4.1 APRESENTAÇÃO E DISCUSSÃO DOS NÚCLEOS DE SENTIDO

4.1.2 Organização do trabalho e núcleos de sentido

4.1.2.3 Trabalho burocrático, rotineiro, estéril, chato

Profª Any: “[...] nós temos uma rotina, chegar, digitar conteúdo, bater o ponto, ir pra sala, bater o ponto e ir embora. O que é isso, gente? E a nossa humanização? E a nossa produção intelectual? Foi por água abaixo?”

“[...] nosso trabalho é estéril, pouco produtivo, nós temos uma rotina que pra começar o exercício nós partimos de um planejamento pedagógico que, em alguns momentos, existe um desperdício de tempo, não pelos recursos trabalhados mas, por exemplo, um ponto muito tratado é a questão da avaliação nas semanas pedagógicas. A Instituição preza muito por uma avaliação dinâmica, na qual tem que ser avaliado todo tipo de aluno, todos os níveis do aluno. Em contrapartida, nos é exigido um mapa fixo para essa avaliação, ou seja, seria uma proposta de três questões discursivas e sete objetivas. Contudo, se é permitido que o professor seja livre pra avaliar, é incongruente formalizar essa liberdade de avaliação. Eu acredito que aí ele já não consegue obter a proposta e resposta esperada dessa avaliação.”

“[...] outro ponto que eu acho limitador de nossas capacidades, que acho inclusive divergente e que é trabalhado na semana pedagógica, além da avaliação, é o que diz respeito ao professor e os limites extraclasse. Colocam a possibilidade do trabalho extraclasse, afirmam a necessidade de trabalho fora, e as Ementas das disciplinas, em contrapartida, novamente limitam o professor. Aquele que fizer esse tipo de trabalho leva falta, se por acaso não for justificada a ausência naquele período. Ou ainda, se ele se estendeu na dinâmica e não consegue retornar a tempo e não consegue bater o ponto, leva falta e aí se desmotiva... Então seriam dois pontos que dentro da

própria formação pedagógica eu já considero controverso, que é a forma de avaliar e a própria formação do professor.”

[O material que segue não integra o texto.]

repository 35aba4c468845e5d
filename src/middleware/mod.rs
pub mod request_id;

pub use request_id::{
    make_span_with_request_id, propagate_request_id_layer, set_request_id_layer,
    REQUEST_ID_HEADER,
};
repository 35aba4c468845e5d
pub mod handlers;
pub mod routes;
pub mod state;

pub use routes::create_router;
pub use state::AppState;
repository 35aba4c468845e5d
pub mod api;
pub mod cache;
pub mod catalog;
pub mod config;
pub mod error;
pub mod middleware;
pub mod models;
pub mod services;
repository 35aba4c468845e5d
use axum::{
    http::{header, HeaderValue, Method},
    routing::{get, post},
    Router,
};
use tower::ServiceBuilder;
use tower_http::{
    cors::{AllowOrigin, Any, CorsLayer},
    trace::TraceLayer,
};

use crate::middleware::{
    make_span_with_request_id, propagate_request_id_layer, set_request_id_layer,
};

use super::handlers;
use super::AppState;

/// Creates the main API router with all routes
pub fn create_router(state: AppState, cors_origins: &[String]) -> Router {
    Router::new()
        .route("/api/health", get(handlers::health_check))
        .route("/api/search", post(handlers::search))
        .route("/api/movies/tmdb/:id", get(handlers::movie_by_tmdb_id))
        .fallback(handlers::not_found)
        .layer(cors_layer(cors_origins))
        .layer(
            ServiceBuilder::new()
                .layer(set_request_id_layer())
                .layer(TraceLayer::new_for_http().make_span_with(make_span_with_request_id))
                .layer(propagate_request_id_layer()),
        )
        .with_state(state)
}

/// CORS for the configured origins; `*` allows any origin
fn cors_layer(origins: &[String]) -> CorsLayer {
    let allow_origin = if origins.iter().any(|o| o == "*") {
        AllowOrigin::from(Any)
    } else {
        let parsed: Vec<HeaderValue> = origins
            .iter()
            .filter_map(|origin| match HeaderValue::from_str(origin) {
                Ok(value) => Some(value),
                Err(_) => {
                    tracing::warn!(origin = %origin, "Ignoring invalid CORS origin");
                    None
                }
            })
            .collect();
        AllowOrigin::list(parsed)
    };

    CorsLayer::new()
        .allow_origin(allow_origin)
        .allow_methods([Method::GET, Method::POST, Method::OPTIONS])
        .allow_headers([header::CONTENT_TYPE])
}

“[...] outra questão que se pode levantar é sobre a produtividade, como se coloca a produtividade esperada no trabalho, pois aqui se espera que o professor atinja, em momento hábil, que quase 100% da lista de alunos por sala seja de alto a médio sem, no entanto, haver um preparo ao professor, seja em cursos de aperfeiçoamento, seja em liberdade para realizar esses cursos em outras instituições.”

“[...] e quanto ao tempo de aulas, eu acredito que elas devam ter um horário pré- estabelecido, mas esse tempo não pode ser engessado como o que nos é dado, uma tolerância de 5 a 15 minutos na entrada e/ou saída, pois dependendo da rotina, às vezes a gente está numa discussão dialética, em uma dinâmica e tem que findar, aí, continua na próxima aula e a gente sabe que assim a produtividade não acontece.”

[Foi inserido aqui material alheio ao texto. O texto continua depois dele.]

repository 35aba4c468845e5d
/// OMDB (Open Movie Database) provider
///
/// Secondary provider. A title lookup is a single `t=` request that already
/// returns full details; IMDB IDs are looked up with `i=`. OMDB answers misses
/// with HTTP 200 and `"Response": "False"`.
///
/// Ratings are IMDB's `imdbRating` parsed as a float, with "N/A" read as 0.
use reqwest::Client as HttpClient;
use tracing::instrument;

use crate::{
    error::AppResult,
    models::{MovieId, MovieRecord, OmdbMovie},
    services::providers::{ensure_success, DetailLookup, MovieProvider},
};

const PROVIDER_NAME: &str = "OMDB";

#[derive(Clone)]
pub struct OmdbProvider {
    http_client: HttpClient,
    api_key: Option<String>,
    api_url: String,
}

impl OmdbProvider {
    pub fn new(http_client: HttpClient, api_key: Option<String>, api_url: String) -> Self {
        Self {
            http_client,
            api_key: api_key.filter(|key| !key.trim().is_empty()),
            api_url: api_url.trim_end_matches('/').to_string(),
        }
    }

    async fn fetch(&self, params: &[(&str, &str)]) -> AppResult<Option<OmdbMovie>> {
        let url = format!("{}/", self.api_url);

        let response = self.http_client.get(&url).query(params).send().await?;
        let movie: OmdbMovie = ensure_success(PROVIDER_NAME, response).await?.json().await?;

        if !movie.is_hit() {
            tracing::debug!(
                error = movie.error.as_deref().unwrap_or("unknown"),
                provider = PROVIDER_NAME,
                "OMDB reported no match"
            );
            return Ok(None);
        }
        Ok(Some(movie))
    }
}

#[async_trait::async_trait]
impl MovieProvider for OmdbProvider {
    #[instrument(skip(self), fields(provider = PROVIDER_NAME))]
    async fn search(&self, title: &str) -> AppResult<Option<MovieRecord>> {
        let Some(api_key) = self.api_key.as_deref() else {
            return Ok(None);
        };

        let movie = self
            .fetch(&[
                ("apikey", api_key),
                ("t", title),
                ("type", "movie"),
                ("plot", "full"),
            ])
            .await?;

        Ok(movie.map(|m| {
            let record = m.into_record(title);
            tracing::info!(
                query = %title,
                matched = %record.title,
                provider = PROVIDER_NAME,
                "Movie resolved"
            );
            record
        }))
    }

    #[instrument(skip(self, id), fields(provider = PROVIDER_NAME, id = %id))]
    async fn details(&self, id: &MovieId) -> AppResult<Option<DetailLookup>> {
        let (Some(api_key), MovieId::Imdb(imdb_id)) = (self.api_key.as_deref(), id) else {
            return Ok(None);
        };

        let movie = self
            .fetch(&[("apikey", api_key), ("i", imdb_id.as_str()), ("plot", "full")])
            .await?;

        Ok(movie.map(|m| DetailLookup::Record(m.into_record(imdb_id))))
    }

    fn name(&self) -> &'static str {
        PROVIDER_NAME
    }

    fn is_configured(&self) -> bool {
        self.api_key.is_some()
    }
}

#[cfg(test)]
mod tests {
    use super::*;
    use crate::models::Provenance;
    use serde_json::json;
    use wiremock::matchers::{method, path, query_param};
    use wiremock::{Mock, MockServer, ResponseTemplate};

    fn provider(server: &MockServer) -> OmdbProvider {
        OmdbProvider::new(HttpClient::new(), Some("test_key".to_string()), server.uri())
    }

    #[tokio::test]
    async fn test_search_hit() {
        let server = MockServer::start().await;
        Mock::given(method("GET"))
            .and(path("/"))
            .and(query_param("apikey", "test_key"))
            .and(query_param("t", "Inception"))
            .and(query_param("type", "movie"))
            .respond_with(ResponseTemplate::new(200).set_body_json(json!({
                "Title": "Inception",
                "Year": "2010",
                "Genre": "Action, Adventure, Sci-Fi",
                "Plot": "A thief who steals corporate secrets.",
                "Poster": "https://example.test/inception.jpg",
                "imdbRating": "8.8",
                "imdbID": "tt1375666",
                "Response": "True"
            })))
            .mount(&server)
            .await;

        let record = provider(&server).search("Inception").await.unwrap().unwrap();
        assert_eq!(record.source, Provenance::Omdb);
        assert_eq!(record.genres, "Action Adventure Sci-Fi");
        assert_eq!(record.vote_average, 8.8);
    }

    #[tokio::test]
    async fn test_search_miss_reported_in_body() {
        let server = MockServer::start().await;
        Mock::given(method("GET"))
            .and(path("/"))
            .respond_with(
                ResponseTemplate::new(200)
                    .set_body_json(json!({ "Response": "False", "Error": "Movie not found!" })),
            )
            .mount(&server)
            .await;

        assert_eq!(provider(&server).search("Nothing").await.unwrap(), None);
    }

    #[tokio::test]
    async fn test_search_unauthorized_is_error() {
        let server = MockServer::start().await;
        Mock::given(method("GET"))
            .and(path("/"))
            .respond_with(
                ResponseTemplate::new(401)
                    .set_body_json(json!({ "Response": "False", "Error": "Invalid API key!" })),
            )
            .mount(&server)
            .await;

        assert!(provider(&server).search("Inception").await.is_err());
    }

    #[tokio::test]
    async fn test_details_by_imdb_id() {
        let server = MockServer::start().await;
        Mock::given(method("GET"))
            .and(path("/"))
            .and(query_param("i", "tt0000042"))
            .respond_with(ResponseTemplate::new(200).set_body_json(json!({
                "Title": "Obscure",
                "Year": "1931",
                "imdbRating": "N/A",
                "imdbID": "tt0000042",
                "Response": "True"
            })))
            .mount(&server)
            .await;

        let lookup = provider(&server)
            .details(&MovieId::Imdb("tt0000042".to_string()))
            .await
            .unwrap();

        match lookup {
            Some(DetailLookup::Record(record)) => {
                assert_eq!(record.title, "Obscure");
                assert_eq!(record.vote_average, 0.0);
            }
            other => panic!("expected a record, got {:?}", other),
        }
    }

    #[tokio::test]
    async fn test_details_ignores_tmdb_ids() {
        let server = MockServer::start().await;
        assert_eq!(provider(&server).details(&MovieId::Tmdb(7)).await.unwrap(), None);
    }
}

“[...] a gente sabe que antes do ponto eletrônico que ficava mais a cargo do professor, eu acredito que funcionava melhor a dinâmica de sala. Às vezes o professor precisa se alargar um pouco mais, e não é o fato de estar 10 ou 15 minutos a mais dentro de uma sala que determina como bons ou ruins, em termos de professor. Então você não tem liberdade, nem competência para conduzir o seu trabalho, ou você cumpre as regras ou tá fora.”

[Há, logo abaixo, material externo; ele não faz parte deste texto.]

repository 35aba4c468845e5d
pub mod providers;
pub mod ranker;
pub mod recommendations;

use std::path::Path;
use std::sync::Arc;

use crate::{
    catalog::{load_catalog, Catalog},
    config::Config,
    services::providers::{CacheSettings, ProviderChain},
};

pub use recommendations::Recommender;

/// Backend services built once at startup
///
/// Startup never fails on a bad artifact directory: the catalog stays `None`
/// and the search endpoint answers 503 until the process is restarted with
/// valid artifacts.
pub struct ServiceHandles {
    pub catalog: Option<Arc<Catalog>>,
    pub providers: Arc<ProviderChain>,
    pub providers_ready: bool,
    pub init_error: Option<String>,
}

impl ServiceHandles {
    pub fn new(catalog: Option<Arc<Catalog>>, providers: Arc<ProviderChain>) -> Self {
        Self {
            catalog,
            providers,
            providers_ready: true,
            init_error: None,
        }
    }

    pub async fn initialize(config: &Config) -> Self {
        let mut init_error = None;

        let catalog = match load_catalog(Path::new(&config.artifacts_path)).await {
            Ok(catalog) => {
                tracing::info!(
                    movies = catalog.len(),
                    dimensions = catalog.dimensions(),
                    clustered = catalog.has_clusters(),
                    "Movie catalog loaded"
                );
                Some(Arc::new(catalog))
            }
            Err(e) => {
                tracing::error!(path = %config.artifacts_path, error = %e, "Failed to load movie catalog");
                init_error = Some(e.to_string());
                None
            }
        };

        let (providers, providers_ready) = match ProviderChain::from_config(config) {
            Ok(chain) => {
                tracing::info!(configured = ?chain.configured_providers(), "Movie providers ready");
                (chain, true)
            }
            Err(e) => {
                tracing::error!(error = %e, "Failed to build provider HTTP client, external lookups disabled");
                init_error.get_or_insert_with(|| e.to_string());
                (ProviderChain::new(Vec::new(), CacheSettings::default()), false)
            }
        };

        Self {
            catalog,
            providers: Arc::new(providers),
            providers_ready,
            init_error,
        }
    }

    pub fn recommender_ready(&self) -> bool {
        self.catalog.is_some()
    }
}

#[cfg(test)]
mod tests {
    use super::*;

    #[tokio::test]
    async fn test_initialize_with_missing_artifacts_degrades() {
        let config = Config {
            artifacts_path: "/definitely/not/a/real/artifacts/dir".to_string(),
            ..Config::default()
        };

        let services = ServiceHandles::initialize(&config).await;
        assert!(!services.recommender_ready());
        assert!(services.providers_ready);
        assert!(services
            .init_error
            .as_deref()
            .is_some_and(|e| e.contains("Artifacts path not found")));
        assert!(services.providers.configured_providers().is_empty());
    }
}
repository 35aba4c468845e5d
use std::sync::Arc;

use crate::services::{providers::ProviderChain, Recommender, ServiceHandles};

/// Shared application state
#[derive(Clone)]
pub struct AppState {
    pub recommender: Arc<Recommender>,
    pub providers: Arc<ProviderChain>,
    pub providers_ready: bool,
}

impl AppState {
    pub fn new(services: ServiceHandles) -> Self {
        Self {
            recommender: Arc::new(Recommender::new(&services)),
            providers: services.providers.clone(),
            providers_ready: services.providers_ready,
        }
    }
}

Profª Katy: “[...] é a perda de tempo que a gente emprega para as atividades

burocráticas, não só no preenchimento dos diários, do lançamento de notas, mas assim, fora isso a gente tem que preparar relatórios, onde a gente faz um trabalho administrativo e assim nos demanda tempo além de que também é cobrado um prazo. Dias que nós poderíamos aproveitar com aulas adicionais ou atividades extraclasses, nós acabamos tendo que canalizá-lo para essas atividades burocráticas porque precisam ser feitas e entregues em prol de não ter uma punição.”

Profª May: “[...] é muito desgastante e desanimador você ter que todas as vezes que vem pra cá, ter que ir correndo pra sala de professores, torcer pra ter um computador desocupado e funcionando pra poder registrar o conteúdo e ir correndo pra fila pra bater o ponto e subir pra dar sua aula e por sua vez, fazer a chamada de quase 80 alunos pra começar a dar o seu conteúdo. Assim, quando você relaxa e a aula começa a fluir, acaba o horário e você tem que correr de novo pra bater o ponto de saída, não dá tempo pra nada, trocar ideias com os colegas na sala dos professores ou até mesmo prolongar discussões em cima de uma pergunta de aluno que foi feita, é cansativo demais.”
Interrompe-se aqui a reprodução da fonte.